Lev is waiting for you. He’ll have your work detail.
I understand. May I ask you one question?
Yes.
Why attempt the shooting at the restaurant?
I’d not been told that the shot was coming. After, I saw him follow the trail of smoke, and spot the hole in the glass. I had to move quickly to get off the street, as the paparazzi swarmed. The slug had passed within six inches of me.
I didn’t order that, Fawkes said. If killing her was that easy, I’d have done it by now.
Then who fired the rail gun?
Not a revivor. Maybe one of the Second Chance recruits acting on his own.
With a million-dollar high-tech weapon?
Maybe she staged the assassination.
You think the shooting was staged?
I don’t know. Like you said; not many people have access to a weapon like that. I’m looking into it. Concentrate on Wachalowski for now.
Understood.
The call dropped, and I moved toward the metal door as the words faded away.
No direct sunlight could reach the area, but neither could rain or snow. It was cold, but I sensed warmth under the tarp. I sensed the low, staggered beats of the men’s hearts, and one conspicuous pocket of silence. Two eyes opened in the dark, and cast a moonlit glow into the alley.
When the revivor moved, the living men stirred, but not much and not for long. Except for the eyes, it looked no different from them. In the cold, no one noticed its lack of warmth. Under layers of dirt, blankets, and plastic, it was ignored completely.
It thumped the metal door three times with its fist. A moment later, I heard a dead bolt turn and the door opened slowly.

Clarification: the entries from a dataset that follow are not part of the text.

//! Effective mapping configuration
//!
//! The fully merged settings for one mapping request. Built by
//! `ConfigResolver::resolve`, immutable afterwards and shared behind `Arc`.
//! Plans are memoized per configuration fingerprint, so two requests with
//! equal effective settings share their nested plans.

use super::error::ConfigResult;
use super::format_provider::FormatProviderRegistry;
use super::member_overrides::ResolvedMemberOverrides;
use super::options::{
    CopyBehavior, IgnoreObsoleteMembersStrategy, PropertyNameMappingStrategy,
    RequiredMappingStrategy,
};
use super::patch::MappingConfigPatch;
use super::provenance::{ConfigProvenance, ConfigSource};
use crate::features::diagnostics::{DiagnosticKind, SeverityPolicy, Severity};
use serde::{Serialize, Serializer};
use std::collections::BTreeMap;
use std::fmt;
use std::sync::Arc;

/// blake3 digest of the canonical JSON form of a configuration
#[derive(Clone, Copy, PartialEq, Eq, PartialOrd, Ord, Hash, Default)]
pub struct ConfigFingerprint([u8; 32]);

impl ConfigFingerprint {
    pub fn as_bytes(&self) -> &[u8; 32] {
        &self.0
    }

    pub fn to_hex(&self) -> String {
        self.0.iter().map(|b| format!("{:02x}", b)).collect()
    }
}

impl fmt::Display for ConfigFingerprint {
    fn fmt(&self, f: &mut fmt::Formatter<'_>) -> fmt::Result {
        for b in &self.0[..6] {
            write!(f, "{:02x}", b)?;
        }
        Ok(())
    }
}

impl fmt::Debug for ConfigFingerprint {
    fn fmt(&self, f: &mut fmt::Formatter<'_>) -> fmt::Result {
        write!(f, "ConfigFingerprint({})", self)
    }
}

impl Serialize for ConfigFingerprint {
    fn serialize<S: Serializer>(&self, serializer: S) -> Result<S::Ok, S::Error> {
        serializer.serialize_str(&self.to_hex())
    }
}

/// Member-level policy after member setting patches are applied
#[derive(Debug, Clone, Copy, PartialEq, Eq)]
pub struct MemberPolicy {
    pub copy: CopyBehavior,
    pub allow_null: bool,
    pub throw_on_property_null: bool,
}

#[derive(Debug, Clone, PartialEq, Eq, Serialize)]
#[serde(rename_all = "PascalCase")]
pub struct MappingConfiguration {
    pub(crate) use_deep_cloning: bool,
    pub(crate) property_name_mapping_strategy: PropertyNameMappingStrategy,
    pub(crate) allow_null_property_assignment: bool,
    pub(crate) throw_on_property_mapping_null_mismatch: bool,
    pub(crate) throw_on_mapping_null_mismatch: bool,
    pub(crate) ignore_obsolete_members_strategy: IgnoreObsoleteMembersStrategy,
    pub(crate) required_mapping_strategy: RequiredMappingStrategy,
    pub(crate) strict_enum_mappings: bool,
    pub(crate) enum_mapping_ignore_case: bool,
    pub(crate) diagnostic_severities: BTreeMap<DiagnosticKind, Severity>,
    pub(crate) format_providers: FormatProviderRegistry,
    pub(crate) member_overrides: ResolvedMemberOverrides,

    #[serde(skip)]
    pub(crate) provenance: ConfigProvenance,
    #[serde(skip)]
    pub(crate) fingerprint: ConfigFingerprint,
}

impl MappingConfiguration {
    /// Built-in defaults, not yet sealed
    pub fn defaults() -> Self {
        Self {
            use_deep_cloning: false,
            property_name_mapping_strategy: PropertyNameMappingStrategy::CaseSensitive,
            allow_null_property_assignment: true,
            throw_on_property_mapping_null_mismatch: false,
            throw_on_mapping_null_mismatch: true,
            ignore_obsolete_members_strategy: IgnoreObsoleteMembersStrategy::None,
            required_mapping_strategy: RequiredMappingStrategy::Both,
            strict_enum_mappings: false,
            enum_mapping_ignore_case: false,
            diagnostic_severities: BTreeMap::new(),
            format_providers: FormatProviderRegistry::new(),
            member_overrides: ResolvedMemberOverrides::default(),
            provenance: ConfigProvenance::new(),
            fingerprint: ConfigFingerprint::default(),
        }
    }

    /// Compute the fingerprint over the current settings
    pub(crate) fn seal(mut self) -> ConfigResult<Self> {
        let canonical = serde_json::to_vec(&self)?;
        self.fingerprint = ConfigFingerprint(*blake3::hash(&canonical).as_bytes());
        Ok(self)
    }

    /// Configuration for plans nested below the request's root pair.
    ///
    /// Member overrides address root members only and are cleared; when there
    /// are none the same configuration (and fingerprint) is reused.
    pub fn for_nested(self: &Arc<Self>) -> ConfigResult<Arc<Self>> {
        if self.member_overrides.is_empty() {
            return Ok(Arc::clone(self));
        }
        let mut nested = (**self).clone();
        nested.member_overrides = ResolvedMemberOverrides::default();
        Ok(Arc::new(nested.seal()?))
    }

    /// Nested configuration with one target member's setting patch folded in
    pub fn nested_for_member(self: &Arc<Self>, target_member: &str) -> ConfigResult<Arc<Self>> {
        let nested = self.for_nested()?;
        match self.member_overrides.settings_for(target_member) {
            None => Ok(nested),
            Some(settings) => {
                let mut config = (*nested).clone();
                MappingConfigPatch::from(settings)
                    .apply_to(&mut config, ConfigSource::Member(target_member.to_string()));
                Ok(Arc::new(config.seal()?))
            }
        }
    }

    /// Copy and null policy for one target member
    pub fn member_policy(&self, target_member: &str) -> MemberPolicy {
        let mut policy = MemberPolicy {
            copy: self.copy_behavior(),
            allow_null: self.allow_null_property_assignment,
            throw_on_property_null: self.throw_on_property_mapping_null_mismatch,
        };
        if let Some(settings) = self.member_overrides.settings_for(target_member) {
            if let Some(v) = settings.use_deep_cloning {
                policy.copy = CopyBehavior::from_deep_cloning(v);
            }
            if let Some(v) = settings.allow_null_property_assignment {
                policy.allow_null = v;
            }
            if let Some(v) = settings.throw_on_property_mapping_null_mismatch {
                policy.throw_on_property_null = v;
            }
        }
        policy
    }

    pub fn fingerprint(&self) -> ConfigFingerprint {
        self.fingerprint
    }

    pub fn provenance(&self) -> &ConfigProvenance {
        &self.provenance
    }

    pub fn copy_behavior(&self) -> CopyBehavior {
        CopyBehavior::from_deep_cloning(self.use_deep_cloning)
    }

    pub fn use_deep_cloning(&self) -> bool {
        self.use_deep_cloning
    }

    pub fn name_strategy(&self) -> PropertyNameMappingStrategy {
        self.property_name_mapping_strategy
    }

    pub fn allow_null_property_assignment(&self) -> bool {
        self.allow_null_property_assignment
    }

    pub fn throw_on_property_mapping_null_mismatch(&self) -> bool {
        self.throw_on_property_mapping_null_mismatch
    }

    pub fn throw_on_mapping_null_mismatch(&self) -> bool {
        self.throw_on_mapping_null_mismatch
    }

    pub fn ignore_obsolete_members_strategy(&self) -> IgnoreObsoleteMembersStrategy {
        self.ignore_obsolete_members_strategy
    }

    pub fn required_mapping_strategy(&self) -> RequiredMappingStrategy {
        self.required_mapping_strategy
    }

    pub fn strict_enum_mappings(&self) -> bool {
        self.strict_enum_mappings
    }

    pub fn enum_mapping_ignore_case(&self) -> bool {
        self.enum_mapping_ignore_case
    }

    pub fn format_providers(&self) -> &FormatProviderRegistry {
        &self.format_providers
    }

    pub fn member_overrides(&self) -> &ResolvedMemberOverrides {
        &self.member_overrides
    }
}

impl Default for MappingConfiguration {
    fn default() -> Self {
        Self::defaults()
    }
}

impl SeverityPolicy for MappingConfiguration {
    fn severity_of(&self, kind: DiagnosticKind) -> Severity {
        self.diagnostic_severities
            .get(&kind)
            .copied()
            .unwrap_or_else(|| kind.default_severity())
    }
}

#[cfg(test)]
mod tests {
    use super::*;
    use crate::config::member_overrides::{MemberOverrides, MemberSettingsPatch};

    fn sealed(config: MappingConfiguration) -> Arc<MappingConfiguration> {
        Arc::new(config.seal().unwrap())
    }

    #[test]
    fn test_builtin_defaults() {
        let config = MappingConfiguration::defaults();
        assert_eq!(config.copy_behavior(), CopyBehavior::Shallow);
        assert_eq!(config.name_strategy(), PropertyNameMappingStrategy::CaseSensitive);
        assert!(config.allow_null_property_assignment());
        assert!(!config.throw_on_property_mapping_null_mismatch());
        assert!(config.throw_on_mapping_null_mismatch());
        assert!(!config.strict_enum_mappings());
        assert_eq!(
            config.severity_of(DiagnosticKind::UnmappedTargetMember),
            Severity::Warning
        );
    }

    #[test]
    fn test_fingerprint_tracks_settings_not_provenance() {
        let a = sealed(MappingConfiguration::defaults());

        let mut b = MappingConfiguration::defaults();
        b.provenance.track_field("UseDeepCloning", ConfigSource::Method);
        let b = sealed(b);
        assert_eq!(a.fingerprint(), b.fingerprint());

        let mut c = MappingConfiguration::defaults();
        c.use_deep_cloning = true;
        let c = sealed(c);
        assert_ne!(a.fingerprint(), c.fingerprint());
        assert_ne!(a.fingerprint(), ConfigFingerprint::default());
    }

    #[test]
    fn test_for_nested_without_overrides_reuses_config() {
        let root = sealed(MappingConfiguration::defaults());
        let nested = root.for_nested().unwrap();
        assert!(Arc::ptr_eq(&root, &nested));
    }

    #[test]
    fn test_for_nested_clears_member_overrides() {
        let mut config = MappingConfiguration::defaults();
        config.member_overrides = MemberOverrides::new().rename("a", "b").resolve();
        let root = sealed(config);

        let nested = root.for_nested().unwrap();
        assert!(nested.member_overrides().is_empty());
        assert_eq!(nested.fingerprint(), sealed(MappingConfiguration::defaults()).fingerprint());
    }

    #[test]
    fn test_member_policy_and_nested_member_config() {
        let mut config = MappingConfiguration::defaults();
        config.member_overrides = MemberOverrides::new()
            .member_settings(
                "engine",
                MemberSettingsPatch::new()
                    .use_deep_cloning(true)
                    .allow_null_property_assignment(false),
            )
            .resolve();
        let root = sealed(config);

        let policy = root.member_policy("engine");
        assert_eq!(policy.copy, CopyBehavior::DeepClone);
        assert!(!policy.allow_null);
        assert_eq!(root.member_policy("wheels").copy, CopyBehavior::Shallow);

        let nested = root.nested_for_member("engine").unwrap();
        assert!(nested.use_deep_cloning());
        assert_eq!(
            nested.provenance().get_source("UseDeepCloning"),
            ConfigSource::Member("engine".to_string())
        );
    }

    #[test]
    fn test_severity_override() {
        let mut config = MappingConfiguration::defaults();
        config
            .diagnostic_severities
            .insert(DiagnosticKind::UnmappedSourceMember, Severity::Error);
        assert_eq!(
            config.severity_of(DiagnosticKind::UnmappedSourceMember),
            Severity::Error
        );
        assert_eq!(
            config.severity_of(DiagnosticKind::NullMismatchRisk),
            Severity::Info
        );
    }
}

Lev appeared in the dark space, his eyes staring down from under his thick brow. His expression didn’t change, but he extended a private connection. I accepted it, and he began to stream. This assignment would be different from field work, but it would be simpler. One of the revivors who was stationed there was receiving the upgrade. He assured me the job was temporary, and understood why I cared; some of us liked the quiet, but I wasn’t one of them. It left too much time to pick through memories and to contemplate the blackness beneath them.
You’re in luck tonight, he said.
How is that?
Tonight will not be quiet.
He walked into the darkness, and I followed. The door creaked closed behind us.
He led me down a cinderblock corridor, to an old wooden door at the halfway point. At the far end was another heavy door, a slit of light underneath. In the hall, I could smell rubbing alcohol and human body odor. Lev pushed open the wooden door and stepped through.
Inside was a musty storage area. Boxes had been stacked up along the far wall, but had since been pushed aside. In the space between them was a heavy door, made of thick, shielded metal. A security scanner was mounted there, its lens glowing a soft red.
Lev stooped slightly and placed one eye to the lens, which flickered and turned to green. The door opened silently, and a huff of humid air blew over me. Through the metal door, I saw sheets of plastic. The eyes of revivors stared from along the walls there. I heard the hum of electronics inside, and heavy, scraping footsteps.